▶ Exercise materials:
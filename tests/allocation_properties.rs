use bonus_pool::{
    AllocationStrategy, TeamMember, allocate, calculations::manual_allocation,
    compute_total_amount, reconcile,
};
use proptest::prelude::*;

fn strategy() -> impl Strategy<Value = AllocationStrategy> {
    prop_oneof![
        Just(AllocationStrategy::Equal),
        Just(AllocationStrategy::Proportional),
        Just(AllocationStrategy::Custom),
    ]
}

fn build_team(rows: Vec<(f64, Option<f64>)>) -> Vec<TeamMember> {
    rows.into_iter()
        .enumerate()
        .map(|(idx, (eligible, manual))| {
            let mut member = TeamMember::new(format!("member-{idx}"), "Engineer", eligible);
            member.manual_allocation_percentage = manual;
            member
        })
        .collect()
}

// Whole-unit eligible amounts. Overrides are not range-checked, so they may
// be negative or well above 100.
fn team() -> impl Strategy<Value = Vec<TeamMember>> {
    prop::collection::vec(
        (
            (0u32..200_000).prop_map(f64::from),
            prop::option::of((-1_000i32..=1_000).prop_map(f64::from)),
        ),
        0..12,
    )
    .prop_map(build_team)
}

fn extreme_percentage() -> impl Strategy<Value = f64> {
    prop_oneof![
        -1e6..1e6f64,
        Just(-1e17),
        Just(1e17),
        Just(f64::MAX),
        Just(f64::MIN),
    ]
}

// Amounts large enough that manual allocations hit the `i64` bounds.
fn extreme_team() -> impl Strategy<Value = Vec<TeamMember>> {
    prop::collection::vec(
        (
            prop_oneof![0.0..1e6f64, 1e15..1e18f64, Just(1e18)],
            prop::option::of(extreme_percentage()),
        ),
        0..8,
    )
    .prop_map(build_team)
}

fn auto_remaining(members: &[TeamMember], total: i64) -> i64 {
    let manual = members
        .iter()
        .filter(|m| m.is_manual())
        .fold(0i64, |acc, m| acc.saturating_add(m.actual_allocation));
    total.saturating_sub(manual).max(0)
}

proptest! {
    #[test]
    fn automatic_group_never_exceeds_what_is_left(
        members in team(),
        pct in 1u32..=100,
        strategy in strategy(),
    ) {
        let total = compute_total_amount(&members, pct as f64);
        let allocated = allocate(&members, total, strategy);
        let remaining = auto_remaining(&allocated, total);
        let auto: Vec<&TeamMember> = allocated.iter().filter(|m| !m.is_manual()).collect();
        let auto_sum: i64 = auto.iter().map(|m| m.actual_allocation).sum();

        prop_assert!(auto.iter().all(|m| m.actual_allocation >= 0));
        prop_assert!(auto_sum <= remaining);
        if !auto.is_empty() {
            prop_assert!(remaining - auto_sum < auto.len() as i64);
        }
    }

    #[test]
    fn equal_split_gives_every_automatic_member_the_same_amount(
        members in team(),
        total in 0i64..1_000_000,
    ) {
        let allocated = allocate(&members, total, AllocationStrategy::Equal);
        let mut amounts = allocated.iter().filter(|m| !m.is_manual()).map(|m| m.actual_allocation);
        if let Some(first) = amounts.next() {
            prop_assert!(amounts.all(|a| a == first));
        }
    }

    #[test]
    fn proportional_shares_track_eligible_amounts(
        members in team(),
        total in 0i64..1_000_000,
    ) {
        let allocated = allocate(&members, total, AllocationStrategy::Proportional);
        let remaining = auto_remaining(&allocated, total) as f64;
        let auto: Vec<&TeamMember> = allocated.iter().filter(|m| !m.is_manual()).collect();
        let auto_eligible: f64 = auto.iter().map(|m| m.eligible_amount).sum();
        if auto_eligible > 0.0 {
            for member in auto {
                let exact = remaining * member.eligible_amount / auto_eligible;
                prop_assert!((exact - member.actual_allocation as f64) < 1.0 + 1e-6);
                prop_assert!(member.actual_allocation as f64 <= exact + 1e-6);
            }
        }
    }

    #[test]
    fn manual_overrides_take_precedence(
        members in team(),
        total in -10_000i64..1_000_000,
        strategy in strategy(),
    ) {
        let allocated = allocate(&members, total, strategy);
        for member in allocated.iter().filter(|m| m.is_manual()) {
            let pct = member.manual_allocation_percentage.unwrap_or_default();
            prop_assert_eq!(
                member.actual_allocation,
                manual_allocation(member.eligible_amount, pct)
            );
        }
    }

    #[test]
    fn allocation_keeps_order_and_is_idempotent(
        members in team(),
        total in 0i64..1_000_000,
        strategy in strategy(),
    ) {
        let once = allocate(&members, total, strategy);
        let ids: Vec<_> = members.iter().map(|m| m.id).collect();
        let once_ids: Vec<_> = once.iter().map(|m| m.id).collect();
        prop_assert_eq!(ids, once_ids);

        let twice = allocate(&once, total, strategy);
        prop_assert_eq!(once, twice);
    }

    #[test]
    fn reconciliation_balances_against_the_pool(
        members in team(),
        pct in 1u32..=100,
        strategy in strategy(),
    ) {
        let total = compute_total_amount(&members, pct as f64);
        let allocated = allocate(&members, total, strategy);
        let metrics = reconcile(&allocated, total);
        let sum: i64 = allocated.iter().map(|m| m.actual_allocation).sum();
        prop_assert_eq!(metrics.allocated_amount, sum);
        prop_assert_eq!(metrics.remaining_amount, total - sum);
    }

    #[test]
    fn extreme_overrides_stay_within_bounds(
        members in extreme_team(),
        pct in 1u32..=100,
        strategy in strategy(),
    ) {
        let total = compute_total_amount(&members, pct as f64);
        let allocated = allocate(&members, total, strategy);
        prop_assert_eq!(allocated.len(), members.len());

        for member in &allocated {
            match member.manual_allocation_percentage {
                Some(pct) => prop_assert_eq!(
                    member.actual_allocation,
                    manual_allocation(member.eligible_amount, pct)
                ),
                None => prop_assert!(member.actual_allocation >= 0),
            }
        }

        let metrics = reconcile(&allocated, total);
        let sum = allocated
            .iter()
            .fold(0i64, |acc, m| acc.saturating_add(m.actual_allocation));
        prop_assert_eq!(metrics.allocated_amount, sum);
        prop_assert_eq!(metrics.remaining_amount, total.saturating_sub(sum));
    }
}
use crate::member::TeamMember;
use serde::{Deserialize, Serialize};

#[derive(Debug, Clone, Copy, PartialEq, Eq, Serialize, Deserialize)]
pub struct PoolMetrics {
    pub allocated_amount: i64,
    /// Signed on purpose; a negative value is an overcommitted pool.
    pub remaining_amount: i64,
}

pub fn reconcile(members: &[TeamMember], total_amount: i64) -> PoolMetrics {
    let allocated_amount = members
        .iter()
        .fold(0i64, |acc, m| acc.saturating_add(m.actual_allocation));
    PoolMetrics {
        allocated_amount,
        remaining_amount: total_amount.saturating_sub(allocated_amount),
    }
}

▶ Aim of the exercise: Every line of the data is to be retyped without alteration.

▶ Exercise response:
filename tests/allocation_properties.rs
use bonus_pool::{
    AllocationStrategy, TeamMember, allocate, calculations::manual_allocation,
    compute_total_amount, reconcile,
};
use proptest::prelude::*;

fn strategy() -> impl Strategy<Value = AllocationStrategy> {
    prop_oneof![
        Just(AllocationStrategy::Equal),
        Just(AllocationStrategy::Proportional),
        Just(AllocationStrategy::Custom),
    ]
}

fn build_team(rows: Vec<(f64, Option<f64>)>) -> Vec<TeamMember> {
    rows.into_iter()
        .enumerate()
        .map(|(idx, (eligible, manual))| {
            let mut member = TeamMember::new(format!("member-{idx}"), "Engineer", eligible);
            member.manual_allocation_percentage = manual;
            member
        })
        .collect()
}

// Whole-unit eligible amounts. Overrides are not range-checked, so they may
// be negative or well above 100.
fn team() -> impl Strategy<Value = Vec<TeamMember>> {
    prop::collection::vec(
        (
            (0u32..200_000).prop_map(f64::from),
            prop::option::of((-1_000i32..=1_000).prop_map(f64::from)),
        ),
        0..12,
    )
    .prop_map(build_team)
}

fn extreme_percentage() -> impl Strategy<Value = f64> {
    prop_oneof![
        -1e6..1e6f64,
        Just(-1e17),
        Just(1e17),
        Just(f64::MAX),
        Just(f64::MIN),
    ]
}

// Amounts large enough that manual allocations hit the `i64` bounds.
fn extreme_team() -> impl Strategy<Value = Vec<TeamMember>> {
    prop::collection::vec(
        (
            prop_oneof![0.0..1e6f64, 1e15..1e18f64, Just(1e18)],
            prop::option::of(extreme_percentage()),
        ),
        0..8,
    )
    .prop_map(build_team)
}

fn auto_remaining(members: &[TeamMember], total: i64) -> i64 {
    let manual = members
        .iter()
        .filter(|m| m.is_manual())
        .fold(0i64, |acc, m| acc.saturating_add(m.actual_allocation));
    total.saturating_sub(manual).max(0)
}

proptest! {
    #[test]
    fn automatic_group_never_exceeds_what_is_left(
        members in team(),
        pct in 1u32..=100,
        strategy in strategy(),
    ) {
        let total = compute_total_amount(&members, pct as f64);
        let allocated = allocate(&members, total, strategy);
        let remaining = auto_remaining(&allocated, total);
        let auto: Vec<&TeamMember> = allocated.iter().filter(|m| !m.is_manual()).collect();
        let auto_sum: i64 = auto.iter().map(|m| m.actual_allocation).sum();

        prop_assert!(auto.iter().all(|m| m.actual_allocation >= 0));
        prop_assert!(auto_sum <= remaining);
        if !auto.is_empty() {
            prop_assert!(remaining - auto_sum < auto.len() as i64);
        }
    }

    #[test]
    fn equal_split_gives_every_automatic_member_the_same_amount(
        members in team(),
        total in 0i64..1_000_000,
    ) {
        let allocated = allocate(&members, total, AllocationStrategy::Equal);
        let mut amounts = allocated.iter().filter(|m| !m.is_manual()).map(|m| m.actual_allocation);
        if let Some(first) = amounts.next() {
            prop_assert!(amounts.all(|a| a == first));
        }
    }

    #[test]
    fn proportional_shares_track_eligible_amounts(
        members in team(),
        total in 0i64..1_000_000,
    ) {
        let allocated = allocate(&members, total, AllocationStrategy::Proportional);
        let remaining = auto_remaining(&allocated, total) as f64;
        let auto: Vec<&TeamMember> = allocated.iter().filter(|m| !m.is_manual()).collect();
        let auto_eligible: f64 = auto.iter().map(|m| m.eligible_amount).sum();
        if auto_eligible > 0.0 {
            for member in auto {
                let exact = remaining * member.eligible_amount / auto_eligible;
                prop_assert!((exact - member.actual_allocation as f64) < 1.0 + 1e-6);
                prop_assert!(member.actual_allocation as f64 <= exact + 1e-6);
            }
        }
    }

    #[test]
    fn manual_overrides_take_precedence(
        members in team(),
        total in -10_000i64..1_000_000,
        strategy in strategy(),
    ) {
        let allocated = allocate(&members, total, strategy);
        for member in allocated.iter().filter(|m| m.is_manual()) {
            let pct = member.manual_allocation_percentage.unwrap_or_default();
            prop_assert_eq!(
                member.actual_allocation,
                manual_allocation(member.eligible_amount, pct)
            );
        }
    }

    #[test]
    fn allocation_keeps_order_and_is_idempotent(
        members in team(),
        total in 0i64..1_000_000,
        strategy in strategy(),
    ) {
        let once = allocate(&members, total, strategy);
        let ids: Vec<_> = members.iter().map(|m| m.id).collect();
        let once_ids: Vec<_> = once.iter().map(|m| m.id).collect();
        prop_assert_eq!(ids, once_ids);

        let twice = allocate(&once, total, strategy);
        prop_assert_eq!(once, twice);
    }

    #[test]
    fn reconciliation_balances_against_the_pool(
        members in team(),
        pct in 1u32..=100,
        strategy in strategy(),
    ) {
        let total = compute_total_amount(&members, pct as f64);
        let allocated = allocate(&members, total, strategy);
        let metrics = reconcile(&allocated, total);
        let sum: i64 = allocated.iter().map(|m| m.actual_allocation).sum();
        prop_assert_eq!(metrics.allocated_amount, sum);
        prop_assert_eq!(metrics.remaining_amount, total - sum);
    }

    #[test]
    fn extreme_overrides_stay_within_bounds(
        members in extreme_team(),
        pct in 1u32..=100,
        strategy in strategy(),
    ) {
        let total = compute_total_amount(&members, pct as f64);
        let allocated = allocate(&members, total, strategy);
        prop_assert_eq!(allocated.len(), members.len());

        for member in &allocated {
            match member.manual_allocation_percentage {
                Some(pct) => prop_assert_eq!(
                    member.actual_allocation,
                    manual_allocation(member.eligible_amount, pct)
                ),
                None => prop_assert!(member.actual_allocation >= 0),
            }
        }

        let metrics = reconcile(&allocated, total);
        let sum = allocated
            .iter()
            .fold(0i64, |acc, m| acc.saturating_add(m.actual_allocation));
        prop_assert_eq!(metrics.allocated_amount, sum);
        prop_assert_eq!(metrics.remaining_amount, total.saturating_sub(sum));
    }
}
use crate::member::TeamMember;
use serde::{Deserialize, Serialize};

#[derive(Debug, Clone, Copy, PartialEq, Eq, Serialize, Deserialize)]
pub struct PoolMetrics {
    pub allocated_amount: i64,
    /// Signed on purpose; a negative value is an overcommitted pool.
    pub remaining_amount: i64,
}

pub fn reconcile(members: &[TeamMember], total_amount: i64) -> PoolMetrics {
    let allocated_amount = members
        .iter()
        .fold(0i64, |acc, m| acc.saturating_add(m.actual_allocation));
    PoolMetrics {
        allocated_amount,
        remaining_amount: total_amount.saturating_sub(allocated_amount),
    }
}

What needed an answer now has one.